Collected data entries
use std::fs::File;
use std::path::{Path, PathBuf};
use std::sync::Arc;
use std::time::{Duration, Instant};

use anyhow::{Context, Result, bail};
use clap::Parser;
use image::ColorType;
use log::{info, warn};
use simplelog::{Config, LevelFilter, WriteLogger};

use pagewise::settings::{load_config, load_config_from_path};
use pagewise::{CacheEntry, MupdfBackend, PageViewer, PixelFormat, Point, Rect};

/// Headless driver: lay out a document, render the visible window and
/// optionally export pages and selected text
#[derive(Parser, Debug)]
#[command(name = "pagewise", version, about)]
struct Cli {
    /// Document to open
    file: PathBuf,

    /// Zoom factor (1.0 = 100%)
    #[arg(long)]
    zoom: Option<f32>,

    /// Base rendering DPI
    #[arg(long)]
    dpi: Option<f32>,

    /// Scroll offset of the viewport top, in pixels
    #[arg(long, default_value_t = 0.0)]
    scroll: f32,

    /// Viewport height in pixels
    #[arg(long, default_value_t = 1000.0)]
    height: f32,

    /// Jump to this page (1-based) instead of using --scroll
    #[arg(long)]
    page: Option<usize>,

    /// Drag rectangle in content space, as x0,y0,x1,y1
    #[arg(long, value_parser = parse_rect)]
    select: Option<Rect>,

    /// Write the visible pages as PNG files into this directory
    #[arg(long)]
    out_dir: Option<PathBuf>,

    /// Config file (defaults to the per-user config)
    #[arg(long)]
    config: Option<PathBuf>,

    #[arg(long, default_value = "pagewise.log")]
    log_file: PathBuf,

    #[arg(long, default_value = "info")]
    log_level: LevelFilter,

    /// Give up waiting for renders after this many seconds
    #[arg(long, default_value_t = 30)]
    timeout: u64,
}

fn parse_rect(s: &str) -> Result<Rect, String> {
    let values = s
        .split(',')
        .map(|v| v.trim().parse::<f32>())
        .collect::<Result<Vec<_>, _>>()
        .map_err(|e| format!("invalid number in {s:?}: {e}"))?;

    match values.as_slice() {
        [x0, y0, x1, y1] => Ok(Rect::new(*x0, *y0, *x1, *y1)),
        _ => Err(format!("expected x0,y0,x1,y1, got {s:?}")),
    }
}

fn main() -> Result<()> {
    better_panic::install();
    let cli = Cli::parse();

    WriteLogger::init(
        cli.log_level,
        Config::default(),
        File::create(&cli.log_file)
            .with_context(|| format!("creating log file {}", cli.log_file.display()))?,
    )?;
    info!("Starting pagewise on {}", cli.file.display());

    let config = match &cli.config {
        Some(path) => load_config_from_path(path)
            .with_context(|| format!("loading config {}", path.display()))?,
        None => load_config(),
    };

    let doc = MupdfBackend::open(&cli.file)
        .with_context(|| format!("opening {}", cli.file.display()))?;

    let mut viewer = PageViewer::new(config);
    if let Some(dpi) = cli.dpi {
        viewer.set_dpi(dpi);
    }
    match cli.zoom {
        Some(zoom) => viewer.set_document_with_zoom(Arc::new(doc), zoom),
        None => viewer.set_document(Arc::new(doc)),
    }
    viewer.update_viewport(cli.scroll, cli.height);
    if let Some(page) = cli.page {
        viewer.go_to_page(page.saturating_sub(1));
    }

    wait_for_visible(&mut viewer, Duration::from_secs(cli.timeout))?;

    let visible = viewer.state().visible_pages();
    println!(
        "{} pages, zoom {:.2}, current page {}, visible {:?}",
        viewer.layout().len(),
        viewer.zoom(),
        viewer.current_page() + 1,
        visible.iter().map(|p| p + 1).collect::<Vec<_>>()
    );

    if let Some(dir) = &cli.out_dir {
        std::fs::create_dir_all(dir)
            .with_context(|| format!("creating output directory {}", dir.display()))?;
        for page in &visible {
            if let Some(entry) = viewer.cached_page(*page) {
                let path = write_png(dir, &entry)?;
                println!("wrote {}", path.display());
            }
        }
    }

    if let Some(rect) = cli.select {
        if viewer.start_selection(Point::new(rect.x0, rect.y0)) {
            viewer.update_selection(Point::new(rect.x1, rect.y1));
            println!("{}", viewer.end_selection());
        } else {
            warn!("Selection start ({}, {}) is not over text", rect.x0, rect.y0);
            eprintln!("no text at selection start");
        }
    }

    viewer.shutdown();
    info!("Shutting down pagewise");
    Ok(())
}

/// Pump the viewer until every visible page is cached or nothing is left in
/// flight
fn wait_for_visible(viewer: &mut PageViewer, timeout: Duration) -> Result<()> {
    let deadline = Instant::now() + timeout;
    loop {
        viewer.pump();
        let cached = viewer.cached_pages();
        let visible = viewer.state().visible_pages();
        let missing = visible.iter().filter(|p| !cached.contains(p)).count();

        if missing == 0 {
            return Ok(());
        }
        if viewer.pending_pages().is_empty() {
            warn!("{missing} visible pages failed to render");
            return Ok(());
        }
        if Instant::now() >= deadline {
            bail!("timed out waiting for {missing} pages to render");
        }
        std::thread::sleep(Duration::from_millis(10));
    }
}

fn write_png(dir: &Path, entry: &CacheEntry) -> Result<PathBuf> {
    let path = dir.join(format!("page-{:04}.png", entry.page_index + 1));
    let color = match entry.pixels.format {
        PixelFormat::Rgba8 => ColorType::Rgba8,
        PixelFormat::Rgb8 => ColorType::Rgb8,
    };

    image::save_buffer(
        &path,
        &entry.pixels.data,
        entry.pixels.width,
        entry.pixels.height,
        color,
    )
    .with_context(|| format!("writing {}", path.display()))?;
    Ok(path)
}
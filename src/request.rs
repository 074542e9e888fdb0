//! Render request and response types

use std::sync::Arc;
use std::sync::atomic::{AtomicBool, Ordering};

use crate::backend::{BackendError, DocumentBackend};
use crate::types::{PixelBuffer, QualityTier, Word};

/// Unique identifier for render requests
#[derive(Clone, Copy, Debug, PartialEq, Eq, Hash)]
pub struct RequestId(pub u64);

impl RequestId {
    #[must_use]
    pub const fn new(id: u64) -> Self {
        Self(id)
    }
}

/// Cooperative cancellation flag shared between the pipeline and one task.
///
/// Workers only look at it between pipeline stages.
#[derive(Clone, Debug, Default)]
pub struct CancelFlag {
    cancelled: Arc<AtomicBool>,
}

impl CancelFlag {
    #[must_use]
    pub fn new() -> Self {
        Self::default()
    }

    /// Idempotent; every clone observes it
    pub fn cancel(&self) {
        self.cancelled.store(true, Ordering::Release);
    }

    #[must_use]
    pub fn is_cancelled(&self) -> bool {
        self.cancelled.load(Ordering::Acquire)
    }
}

/// Per-request render parameters
#[derive(Clone, Copy, Debug, PartialEq)]
pub struct RenderParams {
    /// User zoom factor (1.0 = 100%)
    pub zoom: f32,
    /// Base rendering DPI
    pub dpi: f32,
    /// Width in pixels the page is displayed at, if known
    pub target_width: Option<u32>,
}

/// One unit of work for a render worker
#[derive(Clone)]
pub struct RenderTask {
    pub id: RequestId,
    /// Document handle captured at dispatch time
    pub doc: Arc<dyn DocumentBackend>,
    pub page: usize,
    pub params: RenderParams,
    pub tier: QualityTier,
    pub cancel: CancelFlag,
}

impl std::fmt::Debug for RenderTask {
    fn fmt(&self, f: &mut std::fmt::Formatter<'_>) -> std::fmt::Result {
        f.debug_struct("RenderTask")
            .field("id", &self.id)
            .field("page", &self.page)
            .field("params", &self.params)
            .field("tier", &self.tier)
            .field("cancelled", &self.cancel.is_cancelled())
            .finish_non_exhaustive()
    }
}

/// Request sent to render workers
#[derive(Debug)]
pub enum RenderRequest {
    /// Render a page
    Render(RenderTask),

    /// Shutdown the worker
    Shutdown,
}

/// Errors from render tasks
#[derive(Debug, thiserror::Error)]
pub enum RenderFault {
    #[error("document backend: {0}")]
    Backend(#[from] BackendError),

    #[error("pixel conversion: {detail}")]
    Conversion { detail: String },
}

impl RenderFault {
    pub fn conversion(msg: impl Into<String>) -> Self {
        Self::Conversion { detail: msg.into() }
    }
}

/// Response from render workers
#[derive(Debug)]
pub enum RenderResponse {
    /// Low fidelity bitmap; the task keeps running
    Preview {
        id: RequestId,
        page: usize,
        pixels: Arc<PixelBuffer>,
    },

    /// Rendered page; the task is finished
    Page {
        id: RequestId,
        page: usize,
        pixels: Arc<PixelBuffer>,
        words: Arc<[Word]>,
    },

    /// Task observed its cancel flag and stopped
    Cancelled { id: RequestId, page: usize },

    /// Task failed
    Failed {
        id: RequestId,
        page: usize,
        error: RenderFault,
    },

    /// A worker thread left its loop
    WorkerExited,
}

◆ PROBLEM TO SOLVE:
If a line in the entries above contains the word "DocumentBackend", copy it.

◆ EXERCISE OUTPUT:
use crate::backend::{BackendError, DocumentBackend};
    pub doc: Arc<dyn DocumentBackend>,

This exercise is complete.